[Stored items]
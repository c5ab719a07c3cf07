//! Local configuration and backend client settings
//!
//! Two independent sources:
//! - `~/.ramorie/config.json` holds the API key and the locally active
//!   project. It is re-read on every use so concurrent CLI invocations and
//!   tool calls always see the latest file.
//! - Client settings (base URL, timeout) come from defaults layered with
//!   environment variables.

use crate::error::{RamorieError, Result};
use config::{Config, Environment, File, FileFormat};
use serde::{Deserialize, Serialize};
use std::path::{Path, PathBuf};
use tracing::debug;

/// Default backend endpoint
pub const DEFAULT_API_BASE_URL: &str = "https://jbraincli-go-backend-production.up.railway.app/v1";

/// Default per-request timeout in seconds
pub const DEFAULT_TIMEOUT_SECS: u64 = 30;

const CONFIG_DIR: &str = ".ramorie";
const CONFIG_FILE: &str = "config.json";

/// Persisted local state
#[derive(Debug, Clone, Default, PartialEq, Serialize, Deserialize)]
pub struct LocalConfig {
    #[serde(default, skip_serializing_if = "Option::is_none")]
    pub api_key: Option<String>,

    #[serde(default, skip_serializing_if = "Option::is_none")]
    pub active_project_id: Option<String>,
}

impl LocalConfig {
    /// Treat blank strings written by older clients as unset
    fn normalized(mut self) -> Self {
        self.api_key = self.api_key.filter(|k| !k.trim().is_empty());
        self.active_project_id = self.active_project_id.filter(|p| !p.trim().is_empty());
        self
    }
}

/// File-backed store for [`LocalConfig`]
#[derive(Debug, Clone)]
pub struct ConfigStore {
    path: PathBuf,
}

impl ConfigStore {
    /// Store at an explicit path
    pub fn at(path: impl Into<PathBuf>) -> Self {
        Self { path: path.into() }
    }

    /// Store at `~/.ramorie/config.json`
    pub fn default_location() -> Result<Self> {
        let home = dirs::home_dir().ok_or_else(|| {
            RamorieError::Config(config::ConfigError::Message(
                "could not determine home directory".to_string(),
            ))
        })?;
        Ok(Self::at(home.join(CONFIG_DIR).join(CONFIG_FILE)))
    }

    pub fn path(&self) -> &Path {
        &self.path
    }

    /// Load the config; a missing file yields an empty config
    pub fn load(&self) -> Result<LocalConfig> {
        let cfg: LocalConfig = Config::builder()
            .add_source(
                File::from(self.path.as_path())
                    .format(FileFormat::Json)
                    .required(false),
            )
            .build()?
            .try_deserialize()?;

        debug!("Loaded local config from {}", self.path.display());
        Ok(cfg.normalized())
    }

    /// Write the config, creating the parent directory if needed
    pub fn save(&self, cfg: &LocalConfig) -> Result<()> {
        if let Some(parent) = self.path.parent() {
            std::fs::create_dir_all(parent)?;
        }

        let data = serde_json::to_string_pretty(cfg)?;
        std::fs::write(&self.path, data)?;

        debug!("Saved local config to {}", self.path.display());
        Ok(())
    }

    /// Load, apply `f`, save
    pub fn update<F>(&self, f: F) -> Result<LocalConfig>
    where
        F: FnOnce(&mut LocalConfig),
    {
        let mut cfg = self.load()?;
        f(&mut cfg);
        self.save(&cfg)?;
        Ok(cfg)
    }
}

/// Backend client settings
#[derive(Debug, Clone, PartialEq, Deserialize)]
pub struct ClientSettings {
    pub api_base_url: String,
    pub timeout_secs: u64,
}

impl Default for ClientSettings {
    fn default() -> Self {
        Self {
            api_base_url: DEFAULT_API_BASE_URL.to_string(),
            timeout_secs: DEFAULT_TIMEOUT_SECS,
        }
    }
}

impl ClientSettings {
    /// Resolve settings: defaults < `API_BASE_URL` < `RAMORIE_*` variables
    pub fn load() -> Result<Self> {
        let mut builder = Config::builder()
            .set_default("api_base_url", DEFAULT_API_BASE_URL)?
            .set_default("timeout_secs", DEFAULT_TIMEOUT_SECS)?;

        // Legacy variable honoured by earlier CLI releases
        if let Some(legacy) = std::env::var("API_BASE_URL").ok().filter(|v| !v.is_empty()) {
            builder = builder.set_default("api_base_url", legacy)?;
        }

        let settings: ClientSettings = builder
            .add_source(Environment::with_prefix("RAMORIE").try_parsing(true))
            .build()?
            .try_deserialize()?;

        Ok(settings)
    }
}

/// Render an API key for display without revealing it
pub fn mask_api_key(key: &str) -> String {
    let chars: Vec<char> = key.chars().collect();
    if chars.len() <= 8 {
        return "*".repeat(chars.len());
    }
    let tail: String = chars[chars.len() - 4..].iter().collect();
    format!("{}{}", "*".repeat(chars.len() - 4), tail)
}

TASK >> Show every line above in which the word "ConfigStore" occurs.

EXERCISE ANSWER >>
pub struct ConfigStore {
impl ConfigStore {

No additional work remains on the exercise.